Your current release is by Marco Bernardi – I’ve loved both records you’ve put out by him always puts a slightly unsettling edge on things – what do you appreciate most about what he does?
K: Marco has a unique take on electro and techno. I don’t know sometimes where the fuck he gets some of his ideas from or what goes on in his head, but he sounds completely different from any other producer I have heard. It always feels natural and not contrived. Getting Marco on the label was our long term plan, so we were over the moon when he started sending over tracks. I really hope Marco will be a regular feature on our label for years to come.
A: He seems to be reinventing himself all the time, he has such an angular take on things. Capable of doing both the sublime and deep (Octogen’s Journeyman is one of my favourite tracks ever) and the rarefied and alien. His label Take the Elevator is releasing all this unorthodox material, excellent stuff.
You hinted at a bit of a change in direction over the next year integrating a bit more four four material into your electro output – can you talk a bit more on what exactly you have planned?
K: We want the label’s output to represent us and what we like, so we are doing a couple of VA’s split between electro and more 4/4 tracks. Echo 106, Crystal Maze, Dez Williams, Junq, Albert Van Abbe, Microthol and Etcher are all confirmed. Electro will always be our core, but it’s nice to mix things up to keep things interesting.
A: Since day one, we’ve had the discussion about what we wanted the label to be, there’s been always the fear of becoming too all-over-the-way-the-place versus the comfort of sticking to an aesthetic that was narrower than our interests. It’s nothing we haven’t done before anyway, from the second release with Scape One, with tracks like Planetoid and Right Ascension. Only this time we’re reaching for producers outside the electro world.

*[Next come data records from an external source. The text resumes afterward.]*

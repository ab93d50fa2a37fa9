//! Derived health indicators
//!
//! Computed from the raw collections on every read, never stored.

use crate::{EndpointSummary, Pod, PodPhase, WorkloadSummary};
use serde::Serialize;

/// Direction of a one-step scale
#[derive(Debug, Clone, Copy, PartialEq, Eq)]
pub enum ScaleDirection {
    Up,
    Down,
}

/// Replica count after one step; scaling down stops at zero
pub fn scaled_replicas(current: u32, direction: ScaleDirection) -> u32 {
    match direction {
        ScaleDirection::Up => current.saturating_add(1),
        ScaleDirection::Down => current.saturating_sub(1),
    }
}

impl WorkloadSummary {
    /// Every desired replica is ready, and at least one is desired
    pub fn is_healthy(&self) -> bool {
        self.ready_replicas == self.replicas && self.replicas > 0
    }

    /// `ready/desired` badge text
    pub fn readiness(&self) -> String {
        format!("{}/{}", self.ready_replicas, self.replicas)
    }
}

/// Overview counts shown on the dashboard
#[derive(Debug, Clone, Default, PartialEq, Eq, Serialize)]
pub struct DashboardSummary {
    pub pods_total: usize,
    pub pods_running: usize,
    pub pods_pending: usize,
    pub pods_failed: usize,
    pub workloads_total: usize,
    pub workloads_healthy: usize,
    pub endpoints_total: usize,
}

impl DashboardSummary {
    pub fn compute(pods: &[Pod], workloads: &[WorkloadSummary], endpoints: &[EndpointSummary]) -> Self {
        let in_phase = |phase: PodPhase| pods.iter().filter(|p| p.phase == phase).count();

        Self {
            pods_total: pods.len(),
            pods_running: in_phase(PodPhase::Running),
            pods_pending: in_phase(PodPhase::Pending),
            pods_failed: in_phase(PodPhase::Failed),
            workloads_total: workloads.len(),
            workloads_healthy: workloads.iter().filter(|w| w.is_healthy()).count(),
            endpoints_total: endpoints.len(),
        }
    }
}

#[cfg(test)]
mod tests {
    use super::*;
    use std::collections::BTreeMap;

    fn workload(desired: u32, ready: u32) -> WorkloadSummary {
        WorkloadSummary {
            name: "web".to_string(),
            namespace: "default".to_string(),
            replicas: desired,
            available_replicas: ready,
            ready_replicas: ready,
            created_at: String::new(),
            image: "nginx".to_string(),
            labels: BTreeMap::new(),
        }
    }

    fn pod(phase: PodPhase) -> Pod {
        Pod {
            name: "p".to_string(),
            namespace: "default".to_string(),
            phase,
            status: phase.to_string(),
            image: "nginx".to_string(),
            restarts: 0,
            created_at: String::new(),
            labels: BTreeMap::new(),
        }
    }

    #[test]
    fn test_scale_steps() {
        assert_eq!(scaled_replicas(3, ScaleDirection::Down), 2);
        assert_eq!(scaled_replicas(3, ScaleDirection::Up), 4);
        assert_eq!(scaled_replicas(0, ScaleDirection::Down), 0);
        assert_eq!(scaled_replicas(u32::MAX, ScaleDirection::Up), u32::MAX);
    }

    #[test]
    fn test_workload_health() {
        assert!(workload(3, 3).is_healthy());
        assert!(!workload(3, 2).is_healthy());
        assert!(!workload(0, 0).is_healthy());
        assert_eq!(workload(3, 2).readiness(), "2/3");
    }

    #[test]
    fn test_dashboard_summary() {
        let pods = vec![
            pod(PodPhase::Running),
            pod(PodPhase::Running),
            pod(PodPhase::Pending),
            pod(PodPhase::Failed),
            pod(PodPhase::Succeeded),
        ];
        let workloads = vec![workload(2, 2), workload(2, 1), workload(0, 0)];

        let summary = DashboardSummary::compute(&pods, &workloads, &[]);
        assert_eq!(summary.pods_total, 5);
        assert_eq!(summary.pods_running, 2);
        assert_eq!(summary.pods_pending, 1);
        assert_eq!(summary.pods_failed, 1);
        assert_eq!(summary.workloads_total, 3);
        assert_eq!(summary.workloads_healthy, 1);
        assert_eq!(summary.endpoints_total, 0);
    }
}
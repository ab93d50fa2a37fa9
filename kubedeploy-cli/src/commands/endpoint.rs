///! Service commands

use super::{confirm, settled_items, NamespaceScope};
use crate::output::{self, OutputFormat};
use crate::views::{self, EndpointRow};
use crate::EndpointCommands;
use anyhow::Result;
use kubedeploy_client::ConsoleContext;

pub async fn handle_endpoint_command(
    command: EndpointCommands,
    ctx: &ConsoleContext,
    scope: &NamespaceScope,
    output_format: &str,
) -> Result<()> {
    let format = OutputFormat::from_str(output_format);

    match command {
        EndpointCommands::List => {
            let endpoints = settled_items(ctx.watch_endpoints(scope.filter()).await).await?;
            let now = chrono::Utc::now();
            output::print_output(&endpoints, format, |e| EndpointRow::new(e, now))?;
        }

        EndpointCommands::Show { name } => {
            let endpoint = ctx.api().get_endpoint(scope.target(), &name).await?;
            output::print_single(&endpoint, format, views::endpoint_detail)?;
        }

        EndpointCommands::Delete { name, yes } => {
            let namespace = scope.target();
            if !confirm(&format!("Delete service '{}/{}'?", namespace, name), yes)? {
                output::print_info("Cancelled");
                return Ok(());
            }

            ctx.workflow().delete_endpoint(namespace, &name).await?;
            output::print_deleted("Service", namespace, &name);
        }
    }

    Ok(())
}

I think my favourite track on the label that always comes out in my sets is Obergman ‘Rosetta’ I’ve never actually come across this artist before, can you shine a bit of a light on him/her?
K: Ola Bergman is a very talented producer from Stockholm, he is part of the Stilleben crew. He has also done a couple of great mini LP’s for Abstract Forms. He is doing a full EP for BT08 what will be released in a few months time.
A: Agree, such a great producer. Instantly recognisable sound.
I just love how he blends the dancefloor with emotions, all those groovy basslines with heartbreaking synths. It’s really worth tracking down his New Speak releases too.
What’s been the hardest aspect of running the label, it’s never really seen as an easy job?
K: I suppose fitting in all the admin around a day job, we are lucky to have Athene our unofficial intern to help out with admin and posting on social media etc.
A: Sometimes you work on a release for over a year and once it hits the shops it has such a short limited life span. Dance culture is pretty hysterical when it comes to consumption, a record is deemed old after 2 weeks… so if a release is overlooked can be pretty disheartening. Also there are a lot of menial chores like accounting which I can’t say add much excitement to my life.
Can you tell us a bit about the mix you’ve put together here, can we expect to listen out for any upcoming releases?
K: The new VC-118A record from Klaus at AC records arrived in the post that day, I really liked all 4 tracks from it, so thought that record could be a good basis/start for a mix. It was recorded in 1 take really with just what records were to hand. Sadly there are no forthcoming tracks from the label on it.